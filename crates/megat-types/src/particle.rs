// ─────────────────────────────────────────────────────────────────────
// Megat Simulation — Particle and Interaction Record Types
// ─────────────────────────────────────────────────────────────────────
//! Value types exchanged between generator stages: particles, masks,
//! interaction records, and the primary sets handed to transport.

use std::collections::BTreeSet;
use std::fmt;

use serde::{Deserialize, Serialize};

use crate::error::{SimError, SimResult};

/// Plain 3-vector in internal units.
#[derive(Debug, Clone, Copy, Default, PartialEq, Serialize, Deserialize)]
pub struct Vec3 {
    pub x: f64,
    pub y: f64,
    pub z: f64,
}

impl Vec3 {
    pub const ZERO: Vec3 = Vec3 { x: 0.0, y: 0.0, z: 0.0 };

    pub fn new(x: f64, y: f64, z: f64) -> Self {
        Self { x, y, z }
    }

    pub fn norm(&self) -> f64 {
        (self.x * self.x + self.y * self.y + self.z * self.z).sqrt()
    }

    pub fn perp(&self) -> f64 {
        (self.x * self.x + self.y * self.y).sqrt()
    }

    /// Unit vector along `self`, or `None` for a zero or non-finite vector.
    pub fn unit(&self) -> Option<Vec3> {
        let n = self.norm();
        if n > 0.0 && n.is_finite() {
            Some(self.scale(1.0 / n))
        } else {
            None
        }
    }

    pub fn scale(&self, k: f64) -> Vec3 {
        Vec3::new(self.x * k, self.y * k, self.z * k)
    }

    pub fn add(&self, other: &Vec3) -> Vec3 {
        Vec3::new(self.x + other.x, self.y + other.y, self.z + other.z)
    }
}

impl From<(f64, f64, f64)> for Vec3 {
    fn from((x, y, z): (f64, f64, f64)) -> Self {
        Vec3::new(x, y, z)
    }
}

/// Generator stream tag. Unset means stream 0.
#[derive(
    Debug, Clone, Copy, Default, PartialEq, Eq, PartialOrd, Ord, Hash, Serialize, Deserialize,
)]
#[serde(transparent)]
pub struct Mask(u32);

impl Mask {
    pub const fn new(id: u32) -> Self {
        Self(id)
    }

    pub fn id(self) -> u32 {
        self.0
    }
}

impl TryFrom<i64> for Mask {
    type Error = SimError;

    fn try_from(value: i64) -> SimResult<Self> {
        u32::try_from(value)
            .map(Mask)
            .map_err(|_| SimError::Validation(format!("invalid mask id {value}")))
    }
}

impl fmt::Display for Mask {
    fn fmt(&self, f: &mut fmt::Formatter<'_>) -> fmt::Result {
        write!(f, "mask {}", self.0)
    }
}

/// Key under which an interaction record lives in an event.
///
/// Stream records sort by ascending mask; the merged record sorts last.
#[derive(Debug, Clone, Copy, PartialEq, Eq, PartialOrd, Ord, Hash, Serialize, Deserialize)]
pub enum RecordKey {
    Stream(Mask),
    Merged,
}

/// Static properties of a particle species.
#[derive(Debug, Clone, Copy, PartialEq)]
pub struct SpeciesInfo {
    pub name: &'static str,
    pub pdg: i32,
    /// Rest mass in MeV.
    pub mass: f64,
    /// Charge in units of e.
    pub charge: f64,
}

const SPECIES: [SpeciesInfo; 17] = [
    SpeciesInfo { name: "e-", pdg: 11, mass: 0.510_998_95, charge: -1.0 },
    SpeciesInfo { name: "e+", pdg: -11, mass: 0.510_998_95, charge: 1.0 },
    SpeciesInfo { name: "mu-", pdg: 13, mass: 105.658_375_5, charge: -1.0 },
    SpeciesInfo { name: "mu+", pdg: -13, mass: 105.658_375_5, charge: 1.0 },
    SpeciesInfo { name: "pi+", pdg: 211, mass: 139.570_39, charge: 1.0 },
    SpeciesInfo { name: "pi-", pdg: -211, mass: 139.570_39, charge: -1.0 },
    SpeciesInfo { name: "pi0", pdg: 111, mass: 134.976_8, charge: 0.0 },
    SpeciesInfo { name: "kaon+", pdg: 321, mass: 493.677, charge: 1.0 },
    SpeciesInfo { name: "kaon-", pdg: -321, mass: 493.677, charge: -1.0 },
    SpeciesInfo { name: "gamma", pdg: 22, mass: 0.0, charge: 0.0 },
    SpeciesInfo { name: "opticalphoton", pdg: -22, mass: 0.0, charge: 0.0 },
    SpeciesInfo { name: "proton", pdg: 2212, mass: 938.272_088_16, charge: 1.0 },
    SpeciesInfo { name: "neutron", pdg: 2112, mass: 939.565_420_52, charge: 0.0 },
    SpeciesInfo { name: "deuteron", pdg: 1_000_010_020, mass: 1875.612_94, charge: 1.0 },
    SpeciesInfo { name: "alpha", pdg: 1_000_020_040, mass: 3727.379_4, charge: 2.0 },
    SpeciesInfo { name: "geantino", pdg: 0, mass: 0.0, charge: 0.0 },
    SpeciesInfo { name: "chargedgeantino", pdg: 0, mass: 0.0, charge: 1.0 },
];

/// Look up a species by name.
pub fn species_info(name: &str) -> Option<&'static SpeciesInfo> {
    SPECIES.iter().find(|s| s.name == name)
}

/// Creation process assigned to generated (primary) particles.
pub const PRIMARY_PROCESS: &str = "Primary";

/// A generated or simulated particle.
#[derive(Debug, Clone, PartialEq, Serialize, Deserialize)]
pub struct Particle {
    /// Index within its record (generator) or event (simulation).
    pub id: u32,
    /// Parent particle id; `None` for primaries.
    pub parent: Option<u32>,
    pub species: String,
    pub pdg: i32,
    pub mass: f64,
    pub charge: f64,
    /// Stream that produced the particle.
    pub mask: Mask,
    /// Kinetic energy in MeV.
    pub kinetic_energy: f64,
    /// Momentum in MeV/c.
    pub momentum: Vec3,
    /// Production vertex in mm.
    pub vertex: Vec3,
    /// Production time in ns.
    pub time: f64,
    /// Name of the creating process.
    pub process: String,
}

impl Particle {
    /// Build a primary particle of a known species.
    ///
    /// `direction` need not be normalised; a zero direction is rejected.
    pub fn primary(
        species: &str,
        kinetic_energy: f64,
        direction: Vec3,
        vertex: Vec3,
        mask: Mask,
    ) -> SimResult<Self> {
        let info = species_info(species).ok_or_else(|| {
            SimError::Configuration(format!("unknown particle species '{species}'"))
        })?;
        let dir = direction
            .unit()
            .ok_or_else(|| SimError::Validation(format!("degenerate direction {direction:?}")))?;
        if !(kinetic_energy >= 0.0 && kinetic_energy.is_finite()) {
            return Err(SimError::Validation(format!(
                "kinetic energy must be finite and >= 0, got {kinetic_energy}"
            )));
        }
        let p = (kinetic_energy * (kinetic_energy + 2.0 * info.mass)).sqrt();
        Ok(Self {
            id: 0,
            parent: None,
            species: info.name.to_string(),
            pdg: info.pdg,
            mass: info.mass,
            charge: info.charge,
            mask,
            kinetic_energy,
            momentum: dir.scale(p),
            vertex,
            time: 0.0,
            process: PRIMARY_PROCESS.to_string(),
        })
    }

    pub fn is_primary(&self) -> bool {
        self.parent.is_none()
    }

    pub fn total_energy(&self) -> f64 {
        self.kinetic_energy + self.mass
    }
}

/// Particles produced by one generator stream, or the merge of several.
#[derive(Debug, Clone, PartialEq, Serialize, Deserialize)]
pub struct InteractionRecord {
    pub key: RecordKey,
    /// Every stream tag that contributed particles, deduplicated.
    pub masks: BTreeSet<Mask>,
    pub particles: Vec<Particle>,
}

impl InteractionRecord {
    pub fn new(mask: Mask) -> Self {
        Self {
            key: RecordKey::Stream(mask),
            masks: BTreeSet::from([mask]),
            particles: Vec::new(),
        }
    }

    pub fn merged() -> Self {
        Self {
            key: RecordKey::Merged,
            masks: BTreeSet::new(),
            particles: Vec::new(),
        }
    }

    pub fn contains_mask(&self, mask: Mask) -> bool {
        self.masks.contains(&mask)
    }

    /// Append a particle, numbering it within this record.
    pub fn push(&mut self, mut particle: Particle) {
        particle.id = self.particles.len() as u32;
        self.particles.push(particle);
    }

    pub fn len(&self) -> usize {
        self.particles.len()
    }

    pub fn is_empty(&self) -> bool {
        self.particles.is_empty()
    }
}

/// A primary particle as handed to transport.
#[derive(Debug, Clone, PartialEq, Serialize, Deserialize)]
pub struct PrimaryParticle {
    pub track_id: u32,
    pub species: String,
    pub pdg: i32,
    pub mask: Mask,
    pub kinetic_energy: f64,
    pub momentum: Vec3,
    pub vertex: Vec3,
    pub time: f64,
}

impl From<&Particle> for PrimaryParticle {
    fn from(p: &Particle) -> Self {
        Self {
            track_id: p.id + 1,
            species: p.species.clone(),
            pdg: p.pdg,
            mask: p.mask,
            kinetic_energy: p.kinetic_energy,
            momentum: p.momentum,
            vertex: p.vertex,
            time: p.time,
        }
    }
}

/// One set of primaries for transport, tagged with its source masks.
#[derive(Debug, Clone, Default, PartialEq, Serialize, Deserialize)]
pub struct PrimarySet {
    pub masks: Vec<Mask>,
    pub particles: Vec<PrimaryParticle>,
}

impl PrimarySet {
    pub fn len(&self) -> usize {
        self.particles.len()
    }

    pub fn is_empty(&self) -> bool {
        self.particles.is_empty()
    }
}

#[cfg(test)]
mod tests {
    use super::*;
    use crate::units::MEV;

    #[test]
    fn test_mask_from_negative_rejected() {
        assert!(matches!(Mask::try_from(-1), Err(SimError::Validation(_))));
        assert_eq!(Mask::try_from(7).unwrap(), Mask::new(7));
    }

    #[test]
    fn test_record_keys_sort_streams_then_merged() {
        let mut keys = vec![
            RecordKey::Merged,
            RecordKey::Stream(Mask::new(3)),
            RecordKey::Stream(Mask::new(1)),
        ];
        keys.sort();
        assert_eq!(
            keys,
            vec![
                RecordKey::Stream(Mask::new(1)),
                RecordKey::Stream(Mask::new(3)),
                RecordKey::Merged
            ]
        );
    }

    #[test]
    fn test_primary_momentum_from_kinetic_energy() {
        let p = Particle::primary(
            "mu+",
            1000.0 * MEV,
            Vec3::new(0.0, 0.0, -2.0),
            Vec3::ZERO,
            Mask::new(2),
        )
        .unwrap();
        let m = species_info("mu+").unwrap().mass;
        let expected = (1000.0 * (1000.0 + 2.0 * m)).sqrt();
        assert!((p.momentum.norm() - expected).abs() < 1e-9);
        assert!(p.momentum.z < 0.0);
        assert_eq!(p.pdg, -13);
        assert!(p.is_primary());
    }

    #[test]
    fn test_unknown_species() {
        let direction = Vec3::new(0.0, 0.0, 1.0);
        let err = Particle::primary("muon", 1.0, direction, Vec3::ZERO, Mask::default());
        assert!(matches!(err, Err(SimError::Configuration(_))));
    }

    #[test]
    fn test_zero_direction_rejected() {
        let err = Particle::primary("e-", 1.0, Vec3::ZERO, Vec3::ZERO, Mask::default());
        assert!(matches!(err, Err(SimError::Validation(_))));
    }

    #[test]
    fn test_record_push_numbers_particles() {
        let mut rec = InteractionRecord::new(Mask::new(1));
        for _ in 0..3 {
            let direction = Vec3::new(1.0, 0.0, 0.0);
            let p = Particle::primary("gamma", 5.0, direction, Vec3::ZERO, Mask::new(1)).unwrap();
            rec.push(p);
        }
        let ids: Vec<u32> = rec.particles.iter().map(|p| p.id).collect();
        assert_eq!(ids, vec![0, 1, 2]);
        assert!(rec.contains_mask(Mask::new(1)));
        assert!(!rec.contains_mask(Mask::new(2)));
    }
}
══════════════════════════════
**TASK:** Give a tally of the lines in the listing above that contain the word "scale", and provide nothing beyond the number.

**PROBLEM SOLUTION:** 3